■ WORK REQUIRED ■
What is needed is every line of the data that includes the word "configuration". Please copy each one.

:: SUPPLIED MATERIAL ::

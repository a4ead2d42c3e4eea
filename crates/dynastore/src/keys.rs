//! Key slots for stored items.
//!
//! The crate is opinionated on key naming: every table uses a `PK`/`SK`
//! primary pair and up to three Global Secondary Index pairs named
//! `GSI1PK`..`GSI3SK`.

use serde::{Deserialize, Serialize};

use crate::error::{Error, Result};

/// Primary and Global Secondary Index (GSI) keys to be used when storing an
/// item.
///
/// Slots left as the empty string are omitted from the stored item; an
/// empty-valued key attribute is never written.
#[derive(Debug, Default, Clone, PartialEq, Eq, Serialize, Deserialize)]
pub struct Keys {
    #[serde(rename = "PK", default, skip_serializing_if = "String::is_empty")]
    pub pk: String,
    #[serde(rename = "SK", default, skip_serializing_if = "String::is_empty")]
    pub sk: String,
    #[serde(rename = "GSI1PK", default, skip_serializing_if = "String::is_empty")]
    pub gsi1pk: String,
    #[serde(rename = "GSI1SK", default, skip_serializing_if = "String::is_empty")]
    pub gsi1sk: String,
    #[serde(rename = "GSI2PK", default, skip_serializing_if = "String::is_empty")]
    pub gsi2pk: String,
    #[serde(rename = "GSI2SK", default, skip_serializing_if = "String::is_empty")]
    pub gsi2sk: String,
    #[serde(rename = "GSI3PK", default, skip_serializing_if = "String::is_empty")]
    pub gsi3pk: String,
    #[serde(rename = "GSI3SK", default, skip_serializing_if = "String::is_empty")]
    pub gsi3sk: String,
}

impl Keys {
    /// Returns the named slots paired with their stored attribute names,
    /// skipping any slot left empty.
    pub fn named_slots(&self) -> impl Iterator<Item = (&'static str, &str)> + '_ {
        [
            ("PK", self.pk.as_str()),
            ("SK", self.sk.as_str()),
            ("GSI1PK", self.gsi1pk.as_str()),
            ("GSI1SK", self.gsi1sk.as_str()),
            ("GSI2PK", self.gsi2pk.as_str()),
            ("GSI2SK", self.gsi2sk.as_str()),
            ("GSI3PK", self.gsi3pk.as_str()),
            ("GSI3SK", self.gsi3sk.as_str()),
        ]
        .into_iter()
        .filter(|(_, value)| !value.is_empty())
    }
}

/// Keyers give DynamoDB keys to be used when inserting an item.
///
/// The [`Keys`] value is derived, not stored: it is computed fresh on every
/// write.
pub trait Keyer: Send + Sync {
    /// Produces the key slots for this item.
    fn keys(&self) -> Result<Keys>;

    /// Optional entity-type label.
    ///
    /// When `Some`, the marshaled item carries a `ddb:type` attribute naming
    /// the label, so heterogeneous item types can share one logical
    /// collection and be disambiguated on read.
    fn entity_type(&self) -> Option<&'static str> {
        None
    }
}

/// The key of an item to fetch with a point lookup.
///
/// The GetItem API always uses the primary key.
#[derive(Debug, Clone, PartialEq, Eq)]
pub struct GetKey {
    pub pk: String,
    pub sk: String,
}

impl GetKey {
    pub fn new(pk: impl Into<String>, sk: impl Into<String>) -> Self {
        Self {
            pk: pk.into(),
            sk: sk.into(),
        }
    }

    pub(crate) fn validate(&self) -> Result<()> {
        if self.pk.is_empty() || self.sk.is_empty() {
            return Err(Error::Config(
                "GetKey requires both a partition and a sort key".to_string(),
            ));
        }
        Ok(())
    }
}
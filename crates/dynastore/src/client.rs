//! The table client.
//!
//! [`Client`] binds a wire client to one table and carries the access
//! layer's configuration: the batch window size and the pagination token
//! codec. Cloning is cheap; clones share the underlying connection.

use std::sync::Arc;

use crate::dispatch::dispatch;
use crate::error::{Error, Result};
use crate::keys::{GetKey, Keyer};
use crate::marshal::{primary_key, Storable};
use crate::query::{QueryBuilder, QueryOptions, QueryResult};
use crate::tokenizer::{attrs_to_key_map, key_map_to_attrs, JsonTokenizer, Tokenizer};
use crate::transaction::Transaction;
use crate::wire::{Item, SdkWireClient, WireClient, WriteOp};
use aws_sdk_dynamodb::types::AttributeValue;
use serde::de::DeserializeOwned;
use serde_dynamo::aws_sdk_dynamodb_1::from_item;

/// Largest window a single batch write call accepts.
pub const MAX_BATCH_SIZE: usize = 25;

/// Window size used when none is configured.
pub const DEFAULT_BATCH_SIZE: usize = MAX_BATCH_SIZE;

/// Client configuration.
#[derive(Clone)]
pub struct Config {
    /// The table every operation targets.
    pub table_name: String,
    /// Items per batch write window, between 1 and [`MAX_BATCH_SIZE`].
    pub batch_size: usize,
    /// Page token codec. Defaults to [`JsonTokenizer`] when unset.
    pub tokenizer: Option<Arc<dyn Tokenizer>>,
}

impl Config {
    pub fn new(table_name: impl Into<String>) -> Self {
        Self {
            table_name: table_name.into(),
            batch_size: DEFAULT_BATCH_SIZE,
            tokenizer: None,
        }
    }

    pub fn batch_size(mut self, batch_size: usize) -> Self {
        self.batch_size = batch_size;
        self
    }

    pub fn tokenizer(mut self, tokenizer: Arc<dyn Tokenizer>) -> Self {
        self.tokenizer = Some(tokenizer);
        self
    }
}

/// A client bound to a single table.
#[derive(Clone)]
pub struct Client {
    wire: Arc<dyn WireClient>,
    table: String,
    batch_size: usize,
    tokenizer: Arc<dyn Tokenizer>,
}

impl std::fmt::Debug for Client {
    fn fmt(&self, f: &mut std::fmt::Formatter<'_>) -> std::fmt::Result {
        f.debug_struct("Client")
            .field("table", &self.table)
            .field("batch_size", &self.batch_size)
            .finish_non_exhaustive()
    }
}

:::
:: SUPPLIED MATERIAL ::

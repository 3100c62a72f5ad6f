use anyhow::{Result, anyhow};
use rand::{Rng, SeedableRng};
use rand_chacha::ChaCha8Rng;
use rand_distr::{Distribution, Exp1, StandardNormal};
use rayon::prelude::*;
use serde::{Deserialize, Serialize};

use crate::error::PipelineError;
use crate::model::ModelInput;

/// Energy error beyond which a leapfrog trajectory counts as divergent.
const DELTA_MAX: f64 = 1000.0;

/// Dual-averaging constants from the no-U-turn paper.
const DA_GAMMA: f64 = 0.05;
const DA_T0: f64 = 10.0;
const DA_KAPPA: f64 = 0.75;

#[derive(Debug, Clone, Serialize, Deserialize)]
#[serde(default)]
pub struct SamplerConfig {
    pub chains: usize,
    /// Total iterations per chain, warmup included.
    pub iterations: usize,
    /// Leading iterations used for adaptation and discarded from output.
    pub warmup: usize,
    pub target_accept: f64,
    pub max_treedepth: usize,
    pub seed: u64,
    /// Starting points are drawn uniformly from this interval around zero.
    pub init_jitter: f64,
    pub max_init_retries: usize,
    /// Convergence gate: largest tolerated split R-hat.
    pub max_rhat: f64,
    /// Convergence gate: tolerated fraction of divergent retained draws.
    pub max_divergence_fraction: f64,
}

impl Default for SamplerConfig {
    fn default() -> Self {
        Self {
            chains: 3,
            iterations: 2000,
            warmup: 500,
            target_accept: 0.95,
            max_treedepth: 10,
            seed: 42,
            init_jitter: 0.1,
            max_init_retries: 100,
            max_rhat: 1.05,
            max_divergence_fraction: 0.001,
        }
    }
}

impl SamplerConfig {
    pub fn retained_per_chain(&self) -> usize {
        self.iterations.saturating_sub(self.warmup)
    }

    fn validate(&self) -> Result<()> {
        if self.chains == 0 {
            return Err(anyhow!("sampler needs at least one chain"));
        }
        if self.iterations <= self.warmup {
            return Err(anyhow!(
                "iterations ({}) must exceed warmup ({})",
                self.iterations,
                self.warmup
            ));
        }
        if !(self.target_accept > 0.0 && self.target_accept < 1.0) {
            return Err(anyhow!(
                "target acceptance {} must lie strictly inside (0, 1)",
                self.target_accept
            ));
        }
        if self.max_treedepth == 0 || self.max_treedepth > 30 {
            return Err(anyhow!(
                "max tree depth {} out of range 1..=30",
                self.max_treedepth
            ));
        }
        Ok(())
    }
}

:::

■ ANSWER SPACE ■
//! layer's configuration: the batch window size and the pagination token
/// Client configuration.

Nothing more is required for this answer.